- Born: 25 August 1901 Ribe, Denmark
- Died: 5 March 1961 (aged 59) Copenhagen, Denmark
- Resting place: Assistens Cemetery, Copenhagen
- Occupations: dramatist, stage designer
- Writing career
- Notable works: Melodien der blev vœk (1935) (The Melody that got Lost), Anna Sophie Hedvig (1939)

= Kjeld Abell =

Danish playwright, screenwriter, and theatrical designer

Kjeld Abell (25 August 1901 – 5 March 1961) was a Danish playwright, screenwriter, and theatrical designer. Born in Ribe, Denmark, Abell's first designs were seen in ballets directed by George Balanchine at Copenhagen's Royal Danish Theatre and London's Alhambra Theatre.

Roughly the dramatic work of Abell might be divided into three phases: a) criticism of middle class conventions, b) fighting Nazism and c) criticism of post-war pessimism and urge for death. Perhaps he is the first consequent modernist among Danish playwrights with his use of a flash back Chinese box system and a growing use of symbols and parallel actions.

==Biography==
Abell worked as a stagehand and a costume designer in Paris before he got his big break as a playwright in 1935 with Melodien, der blev vœk 1935, (English translation The Melody That Got Lost, 1939), which is a playful comedy about spiritual disorientation in a technological society; it is also expressionistic in that it utilizes non-verbal and unrealistic elements, undoubtedly inspired by ballet. The first production of this play was in 1935 in Copenhagen followed by a production a year later in London by the Arts Theatre. In this play Abell describes the life of the "white-collar worker" limited by old-fashioned conventions, and it is a fantasy about the mental emancipation of "the little man". A young, disrespectful attitude together with both lyric and imaginative dialogue has let it remain his most popular work. Some of its song lines have become classics.

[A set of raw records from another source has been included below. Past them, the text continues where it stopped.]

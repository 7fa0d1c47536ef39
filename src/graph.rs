//! Audio graph - owns nodes and message queues

use core::marker::PhantomData;

use dasp_graph::{Buffer, Input, NodeData, Processor};
use hashbrown::HashMap;
use petgraph::graph::NodeIndex;
use petgraph::visit::EdgeRef;
use petgraph::Direction;
use rtrb::{Consumer, Producer, RingBuffer};
use tracing::debug;

use crate::node::{AudioNode, NodeId, ProcessContext, BLOCK_SIZE};

/// Handle to send messages to a node in an [`AudioGraph`].
pub struct NodeHandle<M: Send + 'static> {
    pub(crate) id: NodeId,
    pub(crate) sender: Producer<M>,
    pub(crate) _marker: PhantomData<M>,
}

impl<M: Send + 'static> NodeHandle<M> {
    /// Send a message to the node (applied next process cycle)
    ///
    /// Returns `Err(msg)` if the queue is full.
    pub fn send(&mut self, msg: M) -> Result<(), M> {
        self.sender.push(msg).map_err(|rtrb::PushError::Full(v)| v)
    }

    pub fn id(&self) -> NodeId {
        self.id
    }
}

// Type-erased wrapper so we can store heterogeneous nodes
trait ErasedNode: Send {
    fn process_erased(&mut self, ctx: &ProcessContext, inputs: &[Input], outputs: &mut [Buffer]);
}

struct NodeWrapper<N: AudioNode> {
    node: N,
    receiver: Consumer<N::Message>,
}

impl<N: AudioNode> ErasedNode for NodeWrapper<N> {
    fn process_erased(&mut self, ctx: &ProcessContext, inputs: &[Input], outputs: &mut [Buffer]) {
        // Split borrow to avoid conflict between receiver and node
        let receiver = &mut self.receiver;
        let node = &mut self.node;

        let messages = core::iter::from_fn(|| receiver.pop().ok());
        node.process(ctx, messages, inputs, outputs);
    }
}

// Adapter for dasp_graph
struct DaspAdapter {
    node: Box<dyn ErasedNode>,
    ctx: ProcessContext,
}

impl dasp_graph::Node for DaspAdapter {
    fn process(&mut self, inputs: &[Input], outputs: &mut [Buffer]) {
        self.node.process_erased(&self.ctx, inputs, outputs);
    }
}

type InnerGraph = petgraph::graph::Graph<NodeData<DaspAdapter>, ()>;

/// An audio processing graph at a fixed sample rate.
///
/// Nodes are only ever added, never removed: the player graph is built once
/// and source taps live as long as the context. Edges can be removed so a
/// tap can be re-routed without duplicating its audible path.
pub struct AudioGraph {
    graph: InnerGraph,
    processor: Processor<InnerGraph>,
    ctx: ProcessContext,

    node_indices: HashMap<NodeId, NodeIndex>,
    next_node_id: u32,

    terminal: Option<NodeIndex>,
}

impl AudioGraph {
    /// Create a new graph with the given sample rate
    pub fn new(sample_rate: u32) -> Self {
        Self {
            graph: InnerGraph::with_capacity(16, 16),
            processor: Processor::with_capacity(16),
            ctx: ProcessContext {
                sample_rate,
                buffer_size: BLOCK_SIZE,
            },
            node_indices: HashMap::new(),
            next_node_id: 0,
            terminal: None,
        }
    }

    pub fn sample_rate(&self) -> u32 {
        self.ctx.sample_rate
    }

    /// Add a node, returns a handle for sending messages
    pub fn add<N: AudioNode>(&mut self, node: N) -> NodeHandle<N::Message> {
        self.add_with_queue_size(node, 64)
    }

    /// Add a node with a custom message queue size
    pub fn add_with_queue_size<N: AudioNode>(&mut self, node: N, queue_size: usize) -> NodeHandle<N::Message> {
        let id = NodeId(self.next_node_id);
        self.next_node_id += 1;

        let (producer, consumer) = RingBuffer::new(queue_size);

        let num_outputs = node.num_outputs();
        let wrapper = NodeWrapper { node, receiver: consumer };
        let adapter = DaspAdapter {
            node: Box::new(wrapper),
            ctx: self.ctx,
        };

        let node_data = match num_outputs {
            2 => NodeData::new2(adapter),
            // 0 outputs = sink, but dasp_graph still needs a buffer for inputs
            _ => NodeData::new1(adapter),
        };

        let idx = self.graph.add_node(node_data);
        self.node_indices.insert(id, idx);
        debug!(node = id.0, "added node");

        NodeHandle {
            id,
            sender: producer,
            _marker: PhantomData,
        }
    }

    /// Connect output of `from` to input of `to`
    pub fn connect(&mut self, from: NodeId, to: NodeId) {
        let from_idx = self.node_indices[&from];
        let to_idx = self.node_indices[&to];
        self.graph.add_edge(from_idx, to_idx, ());
        debug!(from = from.0, to = to.0, "connected");
    }

    /// Remove every outgoing edge of `node`. Returns how many were removed.
    ///
    /// Disconnecting a node with no outputs is a no-op, never an error.
    pub fn disconnect(&mut self, node: NodeId) -> usize {
        let idx = self.node_indices[&node];
        let mut removed = 0;
        while let Some(edge) = self
            .graph
            .edges_directed(idx, Direction::Outgoing)
            .next()
            .map(|e| e.id())
        {
            self.graph.remove_edge(edge);
            removed += 1;
        }
        if removed > 0 {
            debug!(node = node.0, removed, "disconnected");
        }
        removed
    }

    /// Ids of the nodes `node` feeds into.
    pub fn targets(&self, node: NodeId) -> Vec<NodeId> {
        let idx = self.node_indices[&node];
        self.graph
            .neighbors_directed(idx, Direction::Outgoing)
            .filter_map(|target| {
                self.node_indices
                    .iter()
                    .find(|(_, i)| **i == target)
                    .map(|(id, _)| *id)
            })
            .collect()
    }

    pub fn node_count(&self) -> usize {
        self.graph.node_count()
    }

    pub fn edge_count(&self) -> usize {
        self.graph.edge_count()
    }

    /// Set which node to process to (typically a sink)
    pub fn set_terminal(&mut self, node: NodeId) {
        self.terminal = Some(self.node_indices[&node]);
    }

    /// Process one block of audio through the graph
    pub fn process(&mut self) {
        if let Some(terminal) = self.terminal {
            self.processor.process(&mut self.graph, terminal);
        }
    }
}

#[cfg(test)]
mod tests {
    use super::*;

    struct Pass;

    impl AudioNode for Pass {
        type Message = ();

        fn process(
            &mut self,
            _ctx: &ProcessContext,
            _messages: impl Iterator<Item = ()>,
            _inputs: &[Input],
            _outputs: &mut [Buffer],
        ) {
        }
    }

    #[test]
    fn disconnect_removes_only_outgoing_edges() {
        let mut graph = AudioGraph::new(48_000);
        let a = graph.add(Pass).id();
        let b = graph.add(Pass).id();
        let c = graph.add(Pass).id();

        graph.connect(a, b);
        graph.connect(a, c);
        graph.connect(b, c);
        assert_eq!(graph.edge_count(), 3);

        assert_eq!(graph.disconnect(a), 2);
        assert_eq!(graph.edge_count(), 1);
        assert_eq!(graph.targets(b), vec![c]);

        // nothing left to remove
        assert_eq!(graph.disconnect(a), 0);
    }

    #[test]
    fn processing_without_terminal_is_noop() {
        let mut graph = AudioGraph::new(44_100);
        graph.add(Pass);
        graph.process();
        assert_eq!(graph.node_count(), 1);
        assert_eq!(graph.sample_rate(), 44_100);
    }
}
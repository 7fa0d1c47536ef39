//! Audio effect nodes (processors with audio inputs and outputs)

mod analyser;
mod gain;

pub use analyser::Analyser;
pub use gain::{Gain, GainMessage, GainMonitor};
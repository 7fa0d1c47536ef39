//! Core node trait and context types.

use dasp_graph::{Buffer, Input};

/// Samples per processing block. Fixed by `dasp_graph`.
pub const BLOCK_SIZE: usize = Buffer::LEN;

/// Information available during audio processing.
///
/// Passed to every [`AudioNode::process`] call.
#[derive(Clone, Copy, Debug)]
pub struct ProcessContext {
    /// Sample rate of the graph in Hz (e.g., 44100, 48000)
    pub sample_rate: u32,
    /// Number of samples per buffer (always [`BLOCK_SIZE`])
    pub buffer_size: usize,
}

/// Unique identifier for a node within a graph.
#[derive(Clone, Copy, PartialEq, Eq, Hash, Debug)]
pub struct NodeId(pub(crate) u32);

/// The core trait for audio processing nodes.
///
/// The player graph is made of three kinds of node:
/// - **Sources**: a media element tap (0 inputs, 2 outputs)
/// - **Effects**: the gain stage and the analyser tap (1 input, 2 outputs)
/// - **Sinks**: the output ring buffer (1 input, 0 outputs)
///
/// # Message-Based Parameters
///
/// Nodes never share mutable state with the control side. Parameter updates
/// arrive as messages, drained at the start of each block:
///
/// ```
/// use superears::{AudioNode, ProcessContext};
/// use dasp_graph::{Buffer, Input};
///
/// enum TrimMessage {
///     Set(f32),
/// }
///
/// struct Trim {
///     level: f32,
/// }
///
/// impl AudioNode for Trim {
///     type Message = TrimMessage;
///
///     fn process(
///         &mut self,
///         _ctx: &ProcessContext,
///         messages: impl Iterator<Item = TrimMessage>,
///         inputs: &[Input],
///         outputs: &mut [Buffer],
///     ) {
///         for msg in messages {
///             match msg {
///                 TrimMessage::Set(v) => self.level = v,
///             }
///         }
///         let Some(input) = inputs.first() else { return };
///         for (out, inp) in outputs.iter_mut().zip(input.buffers()) {
///             for (o, i) in out.iter_mut().zip(inp.iter()) {
///                 *o = *i * self.level;
///             }
///         }
///     }
///
///     fn num_inputs(&self) -> usize { 1 }
/// }
/// ```
pub trait AudioNode: Send + 'static {
    /// Message type for parameter updates.
    ///
    /// Use a custom enum for nodes with parameters, or `()` for nodes without.
    type Message: Send + 'static;

    /// Process one block of audio.
    ///
    /// Called once per block of [`BLOCK_SIZE`] samples. Implementations should:
    /// 1. Drain and handle all pending messages
    /// 2. Read from `inputs` (if any)
    /// 3. Write to `outputs`
    fn process(
        &mut self,
        ctx: &ProcessContext,
        messages: impl Iterator<Item = Self::Message>,
        inputs: &[Input],
        outputs: &mut [Buffer],
    );

    /// Number of audio input channels (0 for sources).
    fn num_inputs(&self) -> usize { 0 }

    /// Number of audio output channels.
    fn num_outputs(&self) -> usize { 1 }
}
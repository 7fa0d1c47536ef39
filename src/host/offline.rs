//! In-memory output for tests and headless rendering

use rtrb::{Consumer, RingBuffer};

use crate::error::Error;
use crate::host::{AudioHost, OutputStream, StreamInfo};
use crate::nodes::RtrbSink;

/// A host whose "device" is a ring buffer the caller drains.
#[derive(Clone, Debug)]
pub struct OfflineHost {
    sample_rate: u32,
    channels: u16,
    capacity: usize,
    available: bool,
    opened: usize,
}

impl OfflineHost {
    pub fn new(sample_rate: u32, channels: u16) -> Self {
        Self {
            sample_rate,
            channels: channels.max(1),
            capacity: 16_384,
            available: true,
            opened: 0,
        }
    }

    /// A host with no audio capability at all.
    pub fn unavailable() -> Self {
        Self {
            available: false,
            ..Self::new(48_000, 2)
        }
    }

    pub fn with_capacity(mut self, samples: usize) -> Self {
        self.capacity = samples.max(64);
        self
    }

    /// How many times an output was opened.
    pub fn opened(&self) -> usize {
        self.opened
    }
}

impl AudioHost for OfflineHost {
    type Sink = RtrbSink;
    type Stream = OfflineStream;

    fn open(&mut self) -> Result<(RtrbSink, OfflineStream, StreamInfo), Error> {
        if !self.available {
            return Err(Error::UnsupportedPlatform);
        }
        self.opened += 1;

        let (producer, consumer) = RingBuffer::new(self.capacity);
        let info = StreamInfo {
            sample_rate: self.sample_rate,
            channels: self.channels,
            capacity: self.capacity,
        };
        let stream = OfflineStream {
            consumer,
            consumed: 0,
            running: false,
        };
        Ok((RtrbSink::new(producer, self.channels as usize), stream, info))
    }
}

/// Drained by hand. Draining a suspended stream yields nothing, like a
/// paused device.
pub struct OfflineStream {
    consumer: Consumer<f32>,
    consumed: usize,
    running: bool,
}

impl OfflineStream {
    pub fn is_running(&self) -> bool {
        self.running
    }

    /// Take every queued interleaved sample.
    pub fn drain(&mut self) -> Vec<f32> {
        if !self.running {
            return Vec::new();
        }
        let mut out = Vec::with_capacity(self.consumer.slots());
        while let Ok(sample) = self.consumer.pop() {
            out.push(sample);
        }
        self.consumed += out.len();
        out
    }
}

impl OutputStream for OfflineStream {
    fn resume(&mut self) -> Result<(), Error> {
        self.running = true;
        Ok(())
    }

    fn suspend(&mut self) -> Result<(), Error> {
        self.running = false;
        Ok(())
    }

    fn samples_consumed(&self) -> usize {
        self.consumed
    }
}
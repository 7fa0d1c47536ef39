//! Best-effort track tags for display.

use std::path::Path;

use base64::{engine::general_purpose::STANDARD as BASE64, Engine};
use tracing::debug;

use crate::error::Error;

/// Picture type of a front cover in a FLAC/Vorbis picture block.
const FRONT_COVER: u32 = 3;

/// Embedded cover image.
#[derive(Clone, PartialEq, Eq)]
pub struct CoverArt {
    /// MIME type as tagged, e.g. `image/jpeg`.
    pub mime: String,
    pub data: Vec<u8>,
}

impl CoverArt {
    /// `data:` URL for showing the image as a background.
    pub fn data_url(&self) -> String {
        format!("data:{};base64,{}", self.mime, BASE64.encode(&self.data))
    }

    /// Decode a base64 `METADATA_BLOCK_PICTURE` comment. Returns the picture
    /// type alongside the image.
    pub fn from_picture_block(encoded: &str) -> Result<(u32, Self), Error> {
        let raw = BASE64
            .decode(encoded.trim())
            .map_err(|e| Error::Metadata(format!("picture block: {e}")))?;
        let mut block = PictureBlock { raw: &raw };

        let kind = block.u32()?;
        let mime = block.field()?;
        let mime = String::from_utf8_lossy(mime).into_owned();
        block.field()?; // description
        block.skip(16)?; // width, height, depth, palette size
        let data = block.field()?.to_vec();
        if data.is_empty() {
            return Err(Error::Metadata("picture block has no image".into()));
        }

        let mime = if mime.is_empty() { "image/jpeg".to_owned() } else { mime };
        Ok((kind, Self { mime, data }))
    }
}

impl std::fmt::Debug for CoverArt {
    fn fmt(&self, f: &mut std::fmt::Formatter<'_>) -> std::fmt::Result {
        f.debug_struct("CoverArt")
            .field("mime", &self.mime)
            .field("bytes", &self.data.len())
            .finish()
    }
}

/// Big-endian reader over a decoded picture block.
struct PictureBlock<'a> {
    raw: &'a [u8],
}

impl<'a> PictureBlock<'a> {
    fn take(&mut self, len: usize) -> Result<&'a [u8], Error> {
        if self.raw.len() < len {
            return Err(Error::Metadata("picture block is truncated".into()));
        }
        let (head, rest) = self.raw.split_at(len);
        self.raw = rest;
        Ok(head)
    }

    fn u32(&mut self) -> Result<u32, Error> {
        let bytes = self.take(4)?;
        Ok(u32::from_be_bytes([bytes[0], bytes[1], bytes[2], bytes[3]]))
    }

    fn skip(&mut self, len: usize) -> Result<(), Error> {
        self.take(len).map(|_| ())
    }

    /// Length-prefixed bytes.
    fn field(&mut self) -> Result<&'a [u8], Error> {
        let len = self.u32()? as usize;
        self.take(len)
    }
}

/// What is known about a track beyond its audio.
#[derive(Clone, Debug, Default, PartialEq, Eq)]
pub struct TrackTags {
    pub title: Option<String>,
    pub artist: Option<String>,
    pub album: Option<String>,
    pub cover: Option<CoverArt>,
}

impl TrackTags {
    pub fn is_empty(&self) -> bool {
        self.title.is_none() && self.artist.is_none() && self.album.is_none() && self.cover.is_none()
    }

    /// "Artist - Title" when both are tagged, else whichever exists, else
    /// `fallback` (usually the file name).
    pub fn display_name(&self, fallback: &str) -> String {
        match (&self.artist, &self.title) {
            (Some(artist), Some(title)) => format!("{artist} - {title}"),
            (None, Some(title)) => title.clone(),
            _ => fallback.to_owned(),
        }
    }

    /// Fill from `(key, value)` comment pairs, keys matched case-insensitively.
    /// The first occurrence of a key wins. For cover art a front cover wins
    /// over any other picture; unreadable pictures are skipped.
    pub fn from_comments<'a>(comments: impl IntoIterator<Item = (&'a str, &'a str)>) -> Self {
        let mut tags = Self::default();
        let mut front_cover = false;
        for (key, value) in comments {
            let value = value.trim();
            if value.is_empty() {
                continue;
            }
            let key = key.to_ascii_uppercase();
            if key == "METADATA_BLOCK_PICTURE" {
                if front_cover {
                    continue;
                }
                match CoverArt::from_picture_block(value) {
                    Ok((kind, cover)) => {
                        if kind == FRONT_COVER || tags.cover.is_none() {
                            front_cover = kind == FRONT_COVER;
                            tags.cover = Some(cover);
                        }
                    }
                    Err(e) => debug!("skipping cover art: {e}"),
                }
                continue;
            }
            let slot = match key.as_str() {
                "TITLE" => &mut tags.title,
                "ARTIST" => &mut tags.artist,
                "ALBUM" => &mut tags.album,
                _ => continue,
            };
            slot.get_or_insert_with(|| value.to_owned());
        }
        tags
    }
}

/// Reads tags from a file on disk.
pub trait TagReader {
    fn read(&self, path: &Path) -> Result<TrackTags, Error>;
}

/// Read tags, treating any failure as "no tags". Loading never waits on this.
pub fn read_best_effort(reader: &impl TagReader, path: &Path) -> TrackTags {
    match reader.read(path) {
        Ok(tags) => tags,
        Err(e) => {
            debug!(path = %path.display(), "no tags: {e}");
            TrackTags::default()
        }
    }
}

/// Vorbis comments from an Ogg file.
#[cfg(feature = "vorbis_src")]
#[derive(Debug, Default, Clone, Copy)]
pub struct VorbisTagReader;

#[cfg(feature = "vorbis_src")]
impl TagReader for VorbisTagReader {
    fn read(&self, path: &Path) -> Result<TrackTags, Error> {
        let file = std::fs::File::open(path).map_err(|e| Error::Metadata(e.to_string()))?;
        let reader = lewton::inside_ogg::OggStreamReader::new(std::io::BufReader::new(file))
            .map_err(|e| Error::Metadata(e.to_string()))?;
        let comments = &reader.comment_hdr.comment_list;
        Ok(TrackTags::from_comments(
            comments.iter().map(|(k, v)| (k.as_str(), v.as_str())),
        ))
    }
}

Both before and during the Nazi occupation of Denmark, Abell used his plays to protest the loss of freedom. Themes in these plays explore freedom and escapism as self-annihilation. These works include Anna Sophie Hedvig (1939, English translation 1944), a defence of violence as a necessary means against tyranny and a criticism of passive humanism, beyond any doubt inspired by the Spanish Civil War, and Dronning gaar igen (The Queen on Tour, 1943). Abell spent much of his time during the occupation in hiding due to his anti-Nazi activism. Silkeborg (1946) expresses criticism of both Danish passivity and acceptance of the German occupation.

Following the war many of his plays took on complex mystical elements. These plays include Dage paa en sky (Days on a Cloud, 1947), Den blå pekingeser (The Blue Pekingese, 1954), Kameliadamen (The Lady of the Camellias, 1954 – a personal version of the drama by Dumas) and Skriget (The Scream, English translation 1961). The much debated Dage paa en Sky both takes place among the Olympic mythological goddesses and in the brain of a suicidal scientist, it warns against the atomic war, and accuses scientists of prostituting themselves to the rulers. The even more complex Den blå pekingeser also takes place in the head of a man, while his former love is threatened by death. Again the message is to break one's isolation and to accept life. Abell died in Copenhagen.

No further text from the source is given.